There was nothing that Steve regretted more than not being the person Dustin needed him to be at the beginning of all this. He knew that it was a silly regret, considering he hadn't even really known the kid until a full year after he and Nancy had started dating, but-- A part of him was convinced that if he had just gotten his shit together sooner, he might have been able to protect Dustin from all this. 
"What the hell are we supposed to do now?" Eddie said, voice hollow
"We can't give up," Robin said between sniffles. "We just can't do that to those kids." 
"Yeah, of course. Obviously, we're going to find them," Dustin said. "We still have, like, time, right?" 
Even as he asked the question, Dustin didn't look convinced. Steve couldn't blame him. 
They were all so young, too young for this kind of heartbreak. Were they just going to set themselves up to be crushed again? They had no leads. There was a ticking clock on the cops figuring out at least some of these cases were connected, and at that point things would only get more difficult. Maybe it would be better to let someone else take responsibility. Hell, maybe Steve's parents would hear the news and come home. He wasn't exactly ecstatic at the thought of trusting an adult with this, especially not his parents-- They were historically abysmal at finding justice for dead or missing kids --but he was running out of options. Even if he found the guy, then what? He was just going to drag these kids and who knows how many others into a fight with a serial killer? 
"This is only going to get harder from here on out," Steve said. He struggled to keep his voice level, every syllable wanting to crack with sorrow. "Obviously, they've started going faster. More kids might-- More kids might go missing, and it might be even closer to home. If anyone wants to step away from this now, no one will blame you." 
For a long moment, no one said anything. Dustin's gaze never lifted from the ground. Steve felt Robin shift against him, elbow digging into his ribs from how close she was pressed against him. Eddie was the only one who would look at him, and when Steve met his gaze, Eddie kept them locked. Steve had never been a fan of eye contact, and in the months since he'd discovered his woge, he'd gotten used to the people around him avoiding his gaze. Even Eddie and Wayne, who never seemed to take Steve seriously as a threat, avoided eye contact whenever possible. Now, though, Eddie was looking into Steve's eyes like he would find answers there that Steve's voice wouldn't give him. 

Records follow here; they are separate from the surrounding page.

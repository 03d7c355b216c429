//! Session log validation command.
//!
//! Parses a CSV and prints what the dashboard would see: record count, date
//! range and the error categories present.

use std::collections::HashMap;
use std::path::Path;

use crate::ingest;
use crate::Result;

/// Run the validate command. Returns the number of records parsed.
pub async fn run(csv: &Path) -> Result<u64> {
    let records = ingest::load_csv(csv)?;

    println!("Validated {}: {} records", csv.display(), records.len());

    if records.is_empty() {
        println!("Dataset is empty; the report command will reject it.");
        return Ok(0);
    }

    if let (Some(first), Some(last)) = (
        records.iter().map(|r| r.timestamp).min(),
        records.iter().map(|r| r.timestamp).max(),
    ) {
        println!(
            "Date range: {} to {}",
            first.format("%Y-%m-%d %H:%M:%S"),
            last.format("%Y-%m-%d %H:%M:%S")
        );
    }

    let escalated = records.iter().filter(|r| r.escalation_flag).count();
    println!("Escalated sessions: {}", escalated);

    let mut error_types: HashMap<&str, usize> = HashMap::new();
    for record in &records {
        *error_types.entry(record.error_type.as_str()).or_default() += 1;
    }
    let mut sorted: Vec<_> = error_types.into_iter().collect();
    sorted.sort_by(|a, b| b.1.cmp(&a.1).then(a.0.cmp(b.0)));

    println!("Error types:");
    for (error_type, count) in sorted {
        println!("  {:<20} {}", error_type, count);
    }

    Ok(records.len() as u64)
}
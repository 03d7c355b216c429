//! Tier overview command.
//!
//! Prints the plan table: price, thresholds and which analytics each tier
//! unlocks.

use crate::config::Config;
use crate::tier::{Capability, Tier};

fn capability_label(capability: Capability) -> &'static str {
    match capability {
        Capability::KpiOverview => "KPI overview",
        Capability::ErrorHistogram => "error histogram",
        Capability::DailyTrend => "daily accuracy trend",
        Capability::StepBreakdown => "step breakdown",
        Capability::ChurnRisk => "churn risk",
    }
}

/// Print the tier capability and pricing table.
pub fn run(config: &Config) {
    println!(
        "{:<12} {:>8} {:>12} {:>12}  {}",
        "Tier", "Price", "Threshold", "Review cost", "Analytics"
    );
    println!("{}", "-".repeat(78));

    for tier in Tier::ALL {
        let tier_config = config.tier_config(tier);
        let analytics = tier
            .capabilities()
            .iter()
            .map(|c| capability_label(*c))
            .collect::<Vec<_>>()
            .join(", ");

        println!(
            "{:<12} {:>7}$ {:>11.1}% {:>11.2}$  {}",
            tier.name(),
            tier.monthly_price_usd(),
            tier_config.accuracy_threshold,
            tier_config.review_cost,
            analytics
        );
    }
}

#[cfg(test)]
mod tests {
    use super::*;

    #[test]
    fn test_capability_labels_are_distinct() {
        let labels: Vec<&str> = Tier::Enterprise
            .capabilities()
            .iter()
            .map(|c| capability_label(*c))
            .collect();
        let mut deduped = labels.clone();
        deduped.dedup();
        assert_eq!(labels.len(), deduped.len());
    }

    #[test]
    fn test_run_does_not_panic() {
        run(&Config::defaults());
    }
}
//! Prometheus metrics for the AI Ops Monitor CLI.
//!
//! Exposes:
//! - `aiops_monitor_command_duration_seconds` (histogram)
//! - `aiops_monitor_command_total` (counter with status)
//! - `aiops_monitor_sessions_processed_total` (counter)
//! - process metrics via `process` collector
//!
//! The analytics engine itself records nothing; only the CLI layer is
//! instrumented.

use std::convert::Infallible;
use std::net::SocketAddr;
use std::time::Duration;

use bytes::Bytes;
use http_body_util::Full;
use hyper::body::Incoming;
use hyper::server::conn::http1;
use hyper::service::service_fn;
use hyper::{Request, Response, StatusCode};
use hyper_util::rt::TokioIo;
use once_cell::sync::Lazy;
use prometheus::process_collector::ProcessCollector;
use prometheus::{
    default_registry, register_histogram_vec, register_int_counter, register_int_counter_vec,
    Encoder, HistogramVec, IntCounter, IntCounterVec, TextEncoder,
};
use tokio::net::TcpListener;
use tracing::{error, info, warn};

static PROCESS_COLLECTOR: Lazy<()> = Lazy::new(|| {
    if let Err(err) = default_registry().register(Box::new(ProcessCollector::for_self())) {
        warn!("Failed to register process collector: {}", err);
    }
});

static COMMAND_DURATION: Lazy<HistogramVec> = Lazy::new(|| {
    // Exponential buckets from 10ms up to ~40 seconds.
    let buckets =
        prometheus::exponential_buckets(0.01, 2.0, 12).expect("failed to create histogram buckets");
    register_histogram_vec!(
        "aiops_monitor_command_duration_seconds",
        "CLI command duration in seconds",
        &["command"],
        buckets
    )
    .expect("failed to register command duration histogram")
});

static COMMAND_TOTAL: Lazy<IntCounterVec> = Lazy::new(|| {
    register_int_counter_vec!(
        "aiops_monitor_command_total",
        "Total command executions by status",
        &["command", "status"]
    )
    .expect("failed to register command counter")
});

static SESSIONS_PROCESSED: Lazy<IntCounter> = Lazy::new(|| {
    register_int_counter!(
        "aiops_monitor_sessions_processed_total",
        "Session records processed across all commands"
    )
    .expect("failed to register sessions counter")
});

/// Ensure collectors are registered.
fn init_collectors() {
    Lazy::force(&PROCESS_COLLECTOR);
    Lazy::force(&COMMAND_DURATION);
    Lazy::force(&COMMAND_TOTAL);
    Lazy::force(&SESSIONS_PROCESSED);
}

/// Record command completion with duration and status.
pub fn record_command(command: &'static str, duration: Duration, success: bool) {
    init_collectors();
    COMMAND_DURATION
        .with_label_values(&[command])
        .observe(duration.as_secs_f64());
    COMMAND_TOTAL
        .with_label_values(&[command, if success { "ok" } else { "error" }])
        .inc();
}

/// Record how many session records a command processed.
pub fn record_sessions_processed(count: u64) {
    init_collectors();
    SESSIONS_PROCESSED.inc_by(count);
}

async fn metrics_response() -> Result<Response<Full<Bytes>>, Infallible> {
    let encoder = TextEncoder::new();
    let metric_families = prometheus::gather();
    let mut buffer = Vec::new();

    if let Err(err) = encoder.encode(&metric_families, &mut buffer) {
        error!("Failed to encode metrics: {}", err);
        return Ok(Response::builder()
            .status(StatusCode::INTERNAL_SERVER_ERROR)
            .body(Full::from("encode error"))
            .unwrap());
    }

    Ok(Response::builder()
        .status(StatusCode::OK)
        .header(hyper::header::CONTENT_TYPE, encoder.format_type())
        .body(Full::from(buffer))
        .unwrap())
}

async fn handle_request(req: Request<Incoming>) -> Result<Response<Full<Bytes>>, Infallible> {
    match req.uri().path() {
        "/metrics" => metrics_response().await,
        _ => Ok(Response::builder()
            .status(StatusCode::NOT_FOUND)
            .body(Full::new(Bytes::new()))
            .unwrap()),
    }
}

async fn serve(addr: SocketAddr) -> anyhow::Result<()> {
    let listener = TcpListener::bind(addr).await?;
    info!(%addr, "Prometheus metrics endpoint started");

    loop {
        let (stream, peer) = listener.accept().await?;
        let service = service_fn(handle_request);
        let io = TokioIo::new(stream);

        tokio::spawn(async move {
            if let Err(err) = http1::Builder::new().serve_connection(io, service).await {
                warn!(?peer, "Metrics connection error: {}", err);
            }
        });
    }
}

/// Spawn the metrics HTTP endpoint on the given address.
pub fn spawn_metrics_server(addr: SocketAddr) {
    init_collectors();
    tokio::spawn(async move {
        if let Err(err) = serve(addr).await {
            error!(%addr, "Metrics server failed: {}", err);
        }
    });
}

#[cfg(test)]
mod tests {
    use super::*;
    use http_body_util::BodyExt;

    #[test]
    fn records_command_metrics_by_status() {
        let cmd = "test_command_status";

        record_command(cmd, Duration::from_millis(120), true);
        record_command(cmd, Duration::from_millis(80), true);
        record_command(cmd, Duration::from_secs(2), false);

        assert_eq!(COMMAND_TOTAL.with_label_values(&[cmd, "ok"]).get(), 2);
        assert_eq!(COMMAND_TOTAL.with_label_values(&[cmd, "error"]).get(), 1);
        assert_eq!(
            COMMAND_DURATION.with_label_values(&[cmd]).get_sample_count(),
            3
        );
    }

    #[test]
    fn records_sessions_processed() {
        let before = SESSIONS_PROCESSED.get();
        record_sessions_processed(250);
        assert_eq!(SESSIONS_PROCESSED.get(), before + 250);
    }

    #[test]
    fn init_collectors_can_be_called_multiple_times() {
        init_collectors();
        init_collectors();
        init_collectors();
        // Should not panic
    }

    #[tokio::test]
    async fn metrics_response_contains_registered_metrics() {
        let cmd = "test_metrics_response";
        record_command(cmd, Duration::from_millis(10), true);

        let response = metrics_response().await.expect("metrics response");
        assert_eq!(response.status(), StatusCode::OK);

        let body_bytes = response
            .into_body()
            .collect()
            .await
            .expect("collect metrics body")
            .to_bytes();
        let text = String::from_utf8(body_bytes.to_vec()).expect("utf-8 metrics body");
        assert!(text.contains("aiops_monitor_command_total"));
        assert!(text.contains(cmd));
    }

    #[tokio::test]
    async fn metrics_response_has_correct_content_type() {
        let response = metrics_response().await.expect("metrics response");

        let content_type = response.headers().get(hyper::header::CONTENT_TYPE);
        assert!(content_type.is_some());

        let ct_str = content_type.unwrap().to_str().unwrap();
        assert!(ct_str.contains("text/"));
    }
}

Despite the first jolt of shock, Steve didn't feel the urge to squirm away from the intimacy of it. It filled him with relief, because if Eddie was looking at him, then it meant this wasn't over. Eddie wasn't going to leave; Even if he was angry, that still meant he cared. Steve knew what indifference looked like, and it was nothing like the depth of the emotion swimming in Eddie's eyes. 
But the longer Steve looked back, the longer he allowed it, Steve realised that he couldn't read Eddie. He knew annoyance, he knew indifference, he knew pity, and lust, and mocking, but whatever Eddie was trying to show him felt ancient and sacred in a way that Steve hadn't known emotions could be. Like Eddie had taken whatever primal thing existed inside of Steve, the link he had to the people who had once invented love and fear and hatred, and was trying to cradle it in his palms. 
Steve looked away. 
"Okay. Okay, well, I've been thinking about it," he said, trying to gather the plans that had been scattered by exhaustion, "and there are next steps. First off, we gotta find out what exactly the cops know before the evidence is too old to be any use. Nancy's working on looking into it, but it might have to be slow to not raise eyebrows, so we should--" 
"Sorry, Nancy? Nancy Wheeler?" The shock in Eddie's voice wasn't exactly a surprise, but the disdain was. Steve could feel himself prickling at the tone already, even as he tried to tell himself that Eddie was still just looking for a fight.
 The problem was, Steve had never been good at not fighting over, for, or about Nancy Wheeler. Besides, if he was being honest, Steve wanted a fight almost as badly as Eddie seemed to. Schoolyard fights had never been something that Steve was allowed to indulge in with the other kids, because a Harrington didn't indulge in such vulgarity, but he had craved it. Sought after it. The summer between middle school and high school had been a summer spent hiding busted knuckles and bruised lips. It was the freest Steve had ever felt. 
Billy had been the last real fight that Steve had allowed himself to have, and it would be so much better with Eddie. Because Eddie was gorgeous, and kind, and Steve wouldn't hate himself when he looked at himself and saw Eddie's bruises on his skin-- 
"What about her, Munson?" Steve grit out, teeth clenched tight around the thought of knowing the shape of Eddie's fist. 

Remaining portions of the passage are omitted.